お昼ご飯のレトルト食(ワニ肉のソテー)を自宅で食べて、いざアンケートへおもむかん。


まずは客層調査。私は朝~夕方に働きたいから、ターゲットは多分人間メインになると思う。


なので人間相手にアンケートを行う。


あんまり長いアンケートだと、相手に断られてしまうだろう。

性別、年齢、職業、趣味、欲しい物、悩みの6項目くらいを、30人ほどに聞くことにする。


アンケートに答えてくれた人には、ささやかなお礼として100マタタビほどプレゼント。
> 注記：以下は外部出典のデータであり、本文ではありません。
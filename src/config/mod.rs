//! Relay configuration.
//!
//! Listener settings come from optional `configuration` files and
//! `APP__`-prefixed environment variables; secrets and paths are read from
//! the environment directly. In production every value must be explicit.

use std::env;

use anyhow::Context;
use config::{Config as Cfg, File};
use serde::Deserialize;

#[derive(Debug, Deserialize, Clone)]
pub struct HttpConfig {
    #[serde(default = "default_port")]
    pub port: u16,
}

fn default_port() -> u16 {
    3000
}

#[derive(Debug, Clone)]
pub struct RelayConfig {
    pub http: HttpConfig,
    pub gemini_api_key: String,
    pub static_dir: String,
}

impl RelayConfig {
    pub fn load() -> anyhow::Result<Self> {
        dotenvy::dotenv().ok();

        let http = Cfg::builder()
            .add_source(File::with_name("configuration").required(false))
            .add_source(config::Environment::with_prefix("APP").separator("__"))
            .build()
            .context("failed to load configuration")?
            .try_deserialize::<HttpConfig>()
            .context("failed to deserialize configuration")?;

        let is_prod = env::var("ENVIRONMENT").unwrap_or_else(|_| "dev".to_string()) == "prod";

        Ok(RelayConfig {
            http,
            gemini_api_key: get_env("GEMINI_API_KEY", None, is_prod)?,
            static_dir: get_env("STATIC_DIR", Some("public"), is_prod)?,
        })
    }
}

fn get_env(key: &str, default: Option<&str>, is_prod: bool) -> anyhow::Result<String> {
    match env::var(key) {
        Ok(val) => Ok(val),
        Err(_) => {
            if is_prod {
                Err(anyhow::anyhow!(
                    "{} is required in production but not set",
                    key
                ))
            } else if let Some(def) = default {
                Ok(def.to_string())
            } else {
                Err(anyhow::anyhow!("{} is required but not set", key))
            }
        }
    }
}
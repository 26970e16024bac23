//! Application startup and lifecycle management.

use std::future::Future;
use std::net::SocketAddr;
use std::sync::Arc;

use anyhow::Context;
use axum::extract::DefaultBodyLimit;
use axum::middleware::from_fn;
use axum::routing::{get, post};
use axum::Router;
use tokio::net::TcpListener;
use tower_http::services::ServeDir;
use tower_http::trace::TraceLayer;

use crate::config::RelayConfig;
use crate::handlers;
use crate::middleware::cors_middleware;
use crate::services::providers::gemini::GeminiCaptionProvider;
use crate::services::providers::CaptionProvider;
use crate::services::{CaptionService, ImageRegistry, ImageResolver};

/// Upper bound on request bodies, shared by both entry points.
pub const MAX_BODY_BYTES: usize = 10 * 1024 * 1024;

/// Shared application state.
#[derive(Clone)]
pub struct AppState {
    pub config: RelayConfig,
    pub service: CaptionService,
}

/// Builds the relay router: the generation endpoint, the health probe, and
/// the static front-end directory, wrapped in tracing and CORS layers.
pub fn build_router(state: AppState) -> Router {
    let static_dir = state.config.static_dir.clone();

    Router::new()
        .route(
            "/api/gemini",
            post(handlers::generate_caption).fallback(handlers::method_not_allowed),
        )
        .route("/health", get(handlers::health_check))
        .fallback_service(ServeDir::new(static_dir))
        .layer(DefaultBodyLimit::max(MAX_BODY_BYTES))
        .layer(TraceLayer::new_for_http())
        .layer(from_fn(cors_middleware))
        .with_state(state)
}

/// Application container for managing server lifecycle.
pub struct Application {
    port: u16,
    listener: TcpListener,
    state: AppState,
}

impl Application {
    /// Builds the application with the Gemini provider wired in.
    pub async fn build(config: RelayConfig) -> anyhow::Result<Self> {
        let provider = Arc::new(GeminiCaptionProvider::new(config.gemini_api_key.clone()));
        Self::build_with_provider(config, provider).await
    }

    /// Builds with an explicit provider. Tests use this to script the
    /// upstream while exercising the real HTTP surface.
    pub async fn build_with_provider(
        config: RelayConfig,
        provider: Arc<dyn CaptionProvider>,
    ) -> anyhow::Result<Self> {
        let service = CaptionService::new(ImageResolver::new(), ImageRegistry::new(), provider);
        let state = AppState {
            config: config.clone(),
            service,
        };

        let addr = SocketAddr::from(([0, 0, 0, 0], config.http.port));
        let listener = TcpListener::bind(addr)
            .await
            .with_context(|| format!("failed to bind {}", addr))?;
        let port = listener
            .local_addr()
            .context("failed to read local address")?
            .port();

        tracing::info!("Caption relay listening on port {}", port);

        Ok(Self {
            port,
            listener,
            state,
        })
    }

    /// The bound port; useful when the configuration asked for port 0.
    pub fn port(&self) -> u16 {
        self.port
    }

    /// Runs the server until it fails or `shutdown` resolves. Once the
    /// signal fires, requests already in flight are drained before the
    /// future completes.
    pub async fn run_until_stopped(
        self,
        shutdown: impl Future<Output = ()> + Send + 'static,
    ) -> std::io::Result<()> {
        let router = build_router(self.state);
        axum::serve(self.listener, router)
            .with_graceful_shutdown(shutdown)
            .await
    }
}
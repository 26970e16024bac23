//! The relay pipeline.
//!
//! One request flows normalize, resolve, dedup, generate; every step is
//! sequential and the first failure ends the request. This is the core both
//! entry points delegate to.

use std::sync::Arc;

use crate::dtos::{CaptionResponse, GenerationRequest};
use crate::error::RelayError;
use crate::services::dedup::{content_hash, ImageRegistry};
use crate::services::image::{ImageResolver, ImageSource, ResolvedImage};
use crate::services::providers::CaptionProvider;

/// Drives generation requests end to end. Owns the image resolver, the
/// duplicate registry, and the generation provider; cloning shares all
/// three.
#[derive(Clone)]
pub struct CaptionService {
    resolver: ImageResolver,
    registry: ImageRegistry,
    provider: Arc<dyn CaptionProvider>,
}

impl CaptionService {
    pub fn new(
        resolver: ImageResolver,
        registry: ImageRegistry,
        provider: Arc<dyn CaptionProvider>,
    ) -> Self {
        Self {
            resolver,
            registry,
            provider,
        }
    }

    /// Runs one generation request to completion.
    ///
    /// Prompt validation happens before any image work, and image resolution
    /// plus duplicate admission happen before the upstream call, so a
    /// rejected image never costs a generation.
    pub async fn handle(&self, request: GenerationRequest) -> Result<CaptionResponse, RelayError> {
        if request.prompt.is_empty() {
            return Err(RelayError::MissingPrompt);
        }

        let request_id = uuid::Uuid::new_v4().to_string();

        let image = match request.image_source() {
            Some(source) => Some(self.resolve_and_admit(&request_id, &source).await?),
            None => None,
        };

        tracing::info!(
            request_id = %request_id,
            prompt_len = request.prompt.len(),
            has_image = image.is_some(),
            "Dispatching generation request"
        );

        let generated = self
            .provider
            .generate(&request.prompt, image.as_ref())
            .await
            .map_err(|e| {
                tracing::error!(request_id = %request_id, error = %e, "Generation failed");
                RelayError::from(e)
            })?;

        Ok(CaptionResponse {
            caption: generated.caption,
            usage: generated.usage,
            raw: generated.raw,
        })
    }

    /// Resolves an image source and admits its content through the
    /// duplicate registry.
    async fn resolve_and_admit(
        &self,
        request_id: &str,
        source: &ImageSource,
    ) -> Result<ResolvedImage, RelayError> {
        let image = self.resolver.resolve(source).await.map_err(|e| {
            tracing::debug!(request_id = %request_id, error = %e, "Image resolution failed");
            e
        })?;

        let hash = content_hash(&image.base64_content);
        if let Some(previous_upload) = self.registry.check_and_record(&hash) {
            tracing::info!(
                request_id = %request_id,
                hash = %hash,
                previous_upload = %previous_upload,
                "Rejecting duplicate image"
            );
            return Err(RelayError::DuplicateImage { previous_upload });
        }

        Ok(image)
    }
}
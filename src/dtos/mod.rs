//! Wire-level request and response shapes for the generation endpoint.

use serde::{Deserialize, Serialize};

use crate::services::image::ImageSource;

/// Inbound body for `POST /api/gemini`.
///
/// At most one of the image fields is honored per request; see
/// [`image_source`](GenerationRequest::image_source).
#[derive(Debug, Clone, Default, Deserialize)]
#[serde(rename_all = "camelCase")]
pub struct GenerationRequest {
    #[serde(default)]
    pub prompt: String,
    #[serde(default)]
    pub image_url: Option<String>,
    #[serde(default)]
    pub image_path: Option<String>,
    #[serde(default)]
    pub image_data: Option<String>,
}

impl GenerationRequest {
    /// Picks the image source for this request: the first non-empty of
    /// `imageUrl`, `imagePath`, `imageData`, in that order. Supplying several
    /// is not an error; lower-priority fields are simply ignored.
    pub fn image_source(&self) -> Option<ImageSource> {
        if let Some(url) = non_empty(&self.image_url) {
            return Some(ImageSource::Url(url.to_string()));
        }
        if let Some(path) = non_empty(&self.image_path) {
            return Some(ImageSource::Path(path.to_string()));
        }
        if let Some(data) = non_empty(&self.image_data) {
            return Some(ImageSource::Inline(data.to_string()));
        }
        None
    }
}

fn non_empty(field: &Option<String>) -> Option<&str> {
    field.as_deref().filter(|value| !value.is_empty())
}

/// Success body for the generation endpoint.
///
/// `caption` and `usage` are extracted conveniences; `raw` is the untouched
/// upstream response so callers can recover anything the extraction skipped.
#[derive(Debug, Serialize)]
pub struct CaptionResponse {
    pub caption: Option<String>,
    pub usage: Option<serde_json::Value>,
    pub raw: serde_json::Value,
}

#[cfg(test)]
mod tests {
    use super::*;

    fn request(
        url: Option<&str>,
        path: Option<&str>,
        data: Option<&str>,
    ) -> GenerationRequest {
        GenerationRequest {
            prompt: "describe".to_string(),
            image_url: url.map(String::from),
            image_path: path.map(String::from),
            image_data: data.map(String::from),
        }
    }

    #[test]
    fn url_wins_over_path_and_data() {
        let source = request(Some("http://host/a.png"), Some("/tmp/a.png"), Some("Zm9v"))
            .image_source();
        assert_eq!(source, Some(ImageSource::Url("http://host/a.png".into())));
    }

    #[test]
    fn path_wins_over_data() {
        let source = request(None, Some("/tmp/a.png"), Some("Zm9v")).image_source();
        assert_eq!(source, Some(ImageSource::Path("/tmp/a.png".into())));
    }

    #[test]
    fn data_is_used_last() {
        let source = request(None, None, Some("Zm9v")).image_source();
        assert_eq!(source, Some(ImageSource::Inline("Zm9v".into())));
    }

    #[test]
    fn empty_strings_fall_through_to_the_next_source() {
        let source = request(Some(""), Some(""), Some("Zm9v")).image_source();
        assert_eq!(source, Some(ImageSource::Inline("Zm9v".into())));
    }

    #[test]
    fn no_image_fields_means_no_source() {
        assert_eq!(request(None, None, None).image_source(), None);
        assert_eq!(request(Some(""), None, Some("")).image_source(), None);
    }

    #[test]
    fn fields_deserialize_from_camel_case() {
        let parsed: GenerationRequest = serde_json::from_str(
            r#"{"prompt":"hi","imageUrl":"http://host/x.png","imagePath":"a.png","imageData":"Zm9v"}"#,
        )
        .unwrap();

        assert_eq!(parsed.prompt, "hi");
        assert_eq!(parsed.image_url.as_deref(), Some("http://host/x.png"));
        assert_eq!(parsed.image_path.as_deref(), Some("a.png"));
        assert_eq!(parsed.image_data.as_deref(), Some("Zm9v"));
    }

    #[test]
    fn missing_fields_default_cleanly() {
        let parsed: GenerationRequest = serde_json::from_str("{}").unwrap();
        assert_eq!(parsed.prompt, "");
        assert!(parsed.image_source().is_none());
    }
}
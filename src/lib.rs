//! Caption relay: accepts a text prompt plus an optional image (URL, local
//! path, or inline base64), forwards both to Gemini, and returns the
//! generated caption with usage metadata.

pub mod config;
pub mod dtos;
pub mod error;
pub mod handler;
pub mod handlers;
pub mod middleware;
pub mod services;
pub mod startup;
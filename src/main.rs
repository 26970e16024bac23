use caption_relay::config::RelayConfig;
use caption_relay::startup::Application;

use tokio::signal;
use tracing_subscriber::EnvFilter;

async fn shutdown_signal() {
    let ctrl_c = async {
        signal::ctrl_c()
            .await
            .expect("Failed to install Ctrl+C handler");
    };

    #[cfg(unix)]
    let terminate = async {
        signal::unix::signal(signal::unix::SignalKind::terminate())
            .expect("Failed to install SIGTERM handler")
            .recv()
            .await;
    };

    #[cfg(not(unix))]
    let terminate = std::future::pending::<()>();

    tokio::select! {
        _ = ctrl_c => {},
        _ = terminate => {},
    }

    tracing::info!("Shutdown signal received");
}

#[tokio::main]
async fn main() -> std::io::Result<()> {
    tracing_subscriber::fmt()
        .with_env_filter(
            EnvFilter::try_from_default_env()
                .unwrap_or_else(|_| EnvFilter::new("caption_relay=info,tower_http=info")),
        )
        .init();

    let config = RelayConfig::load().map_err(|e| {
        tracing::error!("Failed to load configuration: {}", e);
        std::io::Error::other(format!("Configuration error: {}", e))
    })?;

    let app = Application::build(config).await.map_err(|e| {
        tracing::error!("Failed to start server: {}", e);
        std::io::Error::other(format!("Startup error: {}", e))
    })?;

    if let Err(e) = app.run_until_stopped(shutdown_signal()).await {
        tracing::error!("Server error: {}", e);
        return Err(e);
    }

    Ok(())
}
アンケート後の心象が良くなるし、場合によっては次から積極的に協力してくれる可能性もある。


アンケート用紙は、雑貨屋クローバーにて100枚ほど刷った。

コピー機っぽい魔道具があるのだ。


さて、やりますか。



◇ ◇ ◇ ◇



「悩みねぇ。特に何も……ああ、あったわ。

雑貨屋クローバーで買ったリバーシ。

友達と遊んでいると、横からネコ科魔獣に石を取られてオモチャにされるのよねー」


「はぁ、なるほど」


「もういいかしら?」


「どうも」



お礼の100マタタビを渡すと、主婦が去る。

私は聞いた話を、用紙に書き込む。


30人に聞いてみた感じだと、悩みはあまり無さそうだった。

趣味も無い人がほとんど。適当に駄弁だべって過ごしているらしい。

物欲に関しては、高級な嗜好品が欲しいけどそれ以外は満たされている、って感じ。


もう4、5日くらい調査してみようかな。

一応、人間だけじゃなく猫に聞いてみたり、昼だけじゃなく夜の時間帯にも聞いてみたりしよう。


私は雑貨屋クローバーに、追加のアンケート用紙の印刷をしに行くことにした。